Mal ehrlich. Wenn man eine Karte sucht, dann ist das erste, was man verwendet GoogleMaps. Weils ja so schön einfach ist. Es ist schnell und übersichtlich. Also, warum soll ich was anderes verwenden.

Schaut euch mal Openstreetmap an. Auf den ersten Blick vielleicht nicht ganz so übersichtlich. Aber wenn man mal genau hinschaut, dann entdeckt man viele Wege und Elemente, die es auf GoogleMaps nicht gibt.

Und woher kommt das? Openstreetmap ist ein Gemeinschaftsprojekt. Jeder kann sich anmelden und Daten ändern. Straßennamen, neue Straßen und Fußwege und und und. Die Möglichkeiten sind einfach riesig.

Und wie kann ich das nutzen? Für GoogleMaps gibt es auf den Smartphones und Tablets eine eigene APP. Die ist zum Navigieren doch schon richtig gut. Antwort: Ja, die ist richtig gut. Für die Navigation ist diese APP schon mal ein Anfang. Für Leute, die wenig Platz auf dem Smartphone haben, ist sie richtig brauchbar. Wenn ich aber in einer Gegend bin, in der ich keinen Internetzugang habe, dann nützt einem GoogleMaps nichts mehr. Dann könnt ihr OSMAND oder LocusMap verwenden und die Karten eurer Wahl zu Hause herunterladen. Völlig kostenfrei.

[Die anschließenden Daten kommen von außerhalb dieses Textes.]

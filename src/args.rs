// 该文件是 Shanan PCB （山南西风 · 电路板缺陷检测） 项目的一部分。
// src/args.rs - 服务参数配置
//
// 本程序遵循 GNU Affero 通用公共许可证（AGPL）许可协议。
// 本程序的发布旨在提供实用价值，但不作任何形式的担保，
// 包括但不限于对适销性或特定用途适用性的默示担保。
// 更多详情请参阅 GNU 通用公共许可证。
//
// Copyright (C) 2026 Johann Li <me@qinka.pro>, ETVP

use std::net::SocketAddr;
use std::path::PathBuf;

use clap::Parser;
use tracing::Level;

use shanan_pcb::input::{DEFAULT_EXTENSIONS, DEFAULT_MAX_FILE_SIZE, DEFAULT_MIME_TYPES};

/// PCB 缺陷检测服务参数配置
#[derive(Parser, Debug)]
#[command(author, version, about, long_about = None)]
pub struct Args {
  /// 模型位置，文件路径或 URL
  /// 例如: onnx:///opt/models/best.onnx?conf=0.25&iou=0.45&labels=/opt/models/labels.txt
  #[arg(long, env = "PCB_MODEL", value_name = "MODEL")]
  pub model: String,

  /// 监听地址
  #[arg(long, env = "PCB_LISTEN", default_value = "0.0.0.0:8000", value_name = "ADDR")]
  pub listen: SocketAddr,

  /// 上传文件大小上限（字节）
  #[arg(long, env = "PCB_MAX_FILE_SIZE", default_value_t = DEFAULT_MAX_FILE_SIZE, value_name = "BYTES")]
  pub max_file_size: u64,

  /// 允许的文件扩展名
  #[arg(long, env = "PCB_ALLOWED_EXTENSIONS", value_delimiter = ',', default_values_t = DEFAULT_EXTENSIONS.map(String::from))]
  pub allowed_extensions: Vec<String>,

  /// 允许的 MIME 类型
  #[arg(long, env = "PCB_ALLOWED_MIME_TYPES", value_delimiter = ',', default_values_t = DEFAULT_MIME_TYPES.map(String::from))]
  pub allowed_mime_types: Vec<String>,

  /// 上传文件暂存目录（默认系统临时目录）
  #[arg(long, env = "PCB_STAGING_DIR", value_name = "DIR")]
  pub staging_dir: Option<PathBuf>,

  /// 检测结果缓存容量
  #[arg(long, env = "PCB_CACHE_CAPACITY", default_value_t = 100, value_name = "ENTRIES")]
  pub cache_capacity: usize,

  /// 推理工作线程数（默认等于可用 CPU 数）
  #[arg(long, env = "PCB_WORKERS", value_name = "COUNT")]
  pub workers: Option<usize>,

  /// 标注字体（TrueType），未指定或加载失败时使用内置字体
  #[arg(long, env = "PCB_FONT", value_name = "FILE")]
  pub font: Option<PathBuf>,

  /// 允许跨域访问的来源
  #[arg(long, env = "PCB_CORS_ORIGINS", value_delimiter = ',', default_value = "*")]
  pub cors_origins: Vec<String>,

  /// 访问令牌，设置后推理接口需要 `Authorization: Bearer <token>`
  #[arg(long, env = "PCB_API_TOKEN", value_name = "TOKEN")]
  pub api_token: Option<String>,

  /// 日志级别
  #[arg(long, env = "PCB_LOG_LEVEL", default_value = "info", value_name = "LEVEL")]
  pub log_level: Level,

  /// OpenAI API 密钥，未设置时不生成缺陷报告
  #[arg(long, env = "OPENAI_API_KEY", hide_env_values = true)]
  pub openai_api_key: Option<String>,

  /// 报告生成所用模型
  #[arg(long, env = "PCB_REPORT_MODEL", default_value = "gpt-4o-mini")]
  pub report_model: String,

  /// OpenAI 兼容接口地址
  #[arg(long, env = "OPENAI_BASE_URL", value_name = "URL")]
  pub openai_base_url: Option<String>,

  /// 向量库 id，设置后报告先检索 IPC-A-610F 条文再生成
  #[arg(long, env = "PCB_VECTOR_STORE_ID", value_name = "ID")]
  pub vector_store_id: Option<String>,

  /// 每次检索返回的最大结果数
  #[arg(long, env = "PCB_RAG_MAX_RESULTS", value_name = "COUNT")]
  pub rag_max_results: Option<u32>,
}
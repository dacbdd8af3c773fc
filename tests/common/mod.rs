// 该文件是 Shanan PCB （山南西风 · 电路板缺陷检测） 项目的一部分。
// tests/common/mod.rs - 集成测试公共工具
//
// 本文件根据 Apache 许可证第 2.0 版（以下简称“许可证”）授权使用；
// 除非遵守该许可证条款，否则您不得使用本文件。
// 您可通过以下网址获取许可证副本：
// http://www.apache.org/licenses/LICENSE-2.0
// 除非适用法律要求或书面同意，根据本许可协议分发的软件均按“原样”提供，
// 不附带任何形式的明示或暗示的保证或条件。
// 有关许可权限与限制的具体条款，请参阅本许可协议。
//
// Copyright (C) 2026 Johann Li <me@qinka.pro>, Wareless Group

#![allow(dead_code)]

use std::io::Cursor;
use std::path::Path;
use std::sync::Arc;
use std::sync::atomic::{AtomicUsize, Ordering};
use std::time::Duration;

use image::{ImageFormat, Rgb, RgbImage};

use shanan_pcb::frame::DecodedImage;
use shanan_pcb::model::{DetectItem, DetectResult, Detector, LabelTable, ModelError};
use shanan_pcb::pipeline::{Pipeline, PipelineConfig};

/// 按脚本返回结果并记录调用次数的检测器
pub struct ScriptedDetector {
  items: Vec<DetectItem>,
  labels: LabelTable,
  delay: Duration,
  /// 只对该宽度的图像延迟
  slow_width: Option<u32>,
  fail: bool,
  calls: AtomicUsize,
}

impl ScriptedDetector {
  pub fn returning(items: Vec<DetectItem>) -> Self {
    Self {
      items,
      labels: LabelTable::pcb_defects(),
      delay: Duration::ZERO,
      slow_width: None,
      fail: false,
      calls: AtomicUsize::new(0),
    }
  }

  pub fn empty() -> Self {
    Self::returning(Vec::new())
  }

  pub fn failing() -> Self {
    Self {
      fail: true,
      ..Self::empty()
    }
  }

  pub fn with_delay(mut self, delay: Duration) -> Self {
    self.delay = delay;
    self
  }

  pub fn slow_for_width(mut self, width: u32, delay: Duration) -> Self {
    self.delay = delay;
    self.slow_width = Some(width);
    self
  }

  pub fn calls(&self) -> usize {
    self.calls.load(Ordering::SeqCst)
  }
}

impl Detector for ScriptedDetector {
  fn predict(&self, image: &DecodedImage) -> Result<DetectResult, ModelError> {
    self.calls.fetch_add(1, Ordering::SeqCst);
    let slow = self.slow_width.is_none_or(|width| width == image.width());
    if slow && !self.delay.is_zero() {
      std::thread::sleep(self.delay);
    }
    if self.fail {
      return Err(ModelError::RuntimeError("scripted failure".to_string()));
    }
    Ok(DetectResult::from(self.items.clone()))
  }

  fn labels(&self) -> &LabelTable {
    &self.labels
  }

  fn describe(&self) -> String {
    "scripted".to_string()
  }
}

pub fn item(class_id: u32, score: f32, bbox: [f32; 4]) -> DetectItem {
  DetectItem {
    class_id,
    score,
    bbox,
  }
}

pub fn png(width: u32, height: u32, color: [u8; 3]) -> Vec<u8> {
  let image = RgbImage::from_pixel(width, height, Rgb(color));
  let mut buffer = Cursor::new(Vec::new());
  image.write_to(&mut buffer, ImageFormat::Png).unwrap();
  buffer.into_inner()
}

pub fn pipeline(detector: Arc<ScriptedDetector>, staging: &Path) -> Pipeline {
  pipeline_with_capacity(detector, staging, 8)
}

pub fn pipeline_with_capacity(
  detector: Arc<ScriptedDetector>,
  staging: &Path,
  cache_capacity: usize,
) -> Pipeline {
  let config = PipelineConfig {
    staging_dir: Some(staging.to_path_buf()),
    cache_capacity,
    workers: 2,
    ..PipelineConfig::default()
  };
  Pipeline::new(detector, config).unwrap()
}

pub fn staged_files(dir: &Path) -> usize {
  std::fs::read_dir(dir).unwrap().count()
}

Für jeden ist bei OpenStreetMap etwas dabei. Die Standardkarten findet man bei Openstreetmap. Für die ÖPNV-Fans gibt es ÖPNVKarten. Für die Fahrradfahrer gibt es OpenCycleMap. Überall findet man die Spezialitäten, die einem am besten gefallen. Da kann GoogleMaps einpacken. Da wo GoogleMaps aufhört, fängt OpenStreetMap erst an.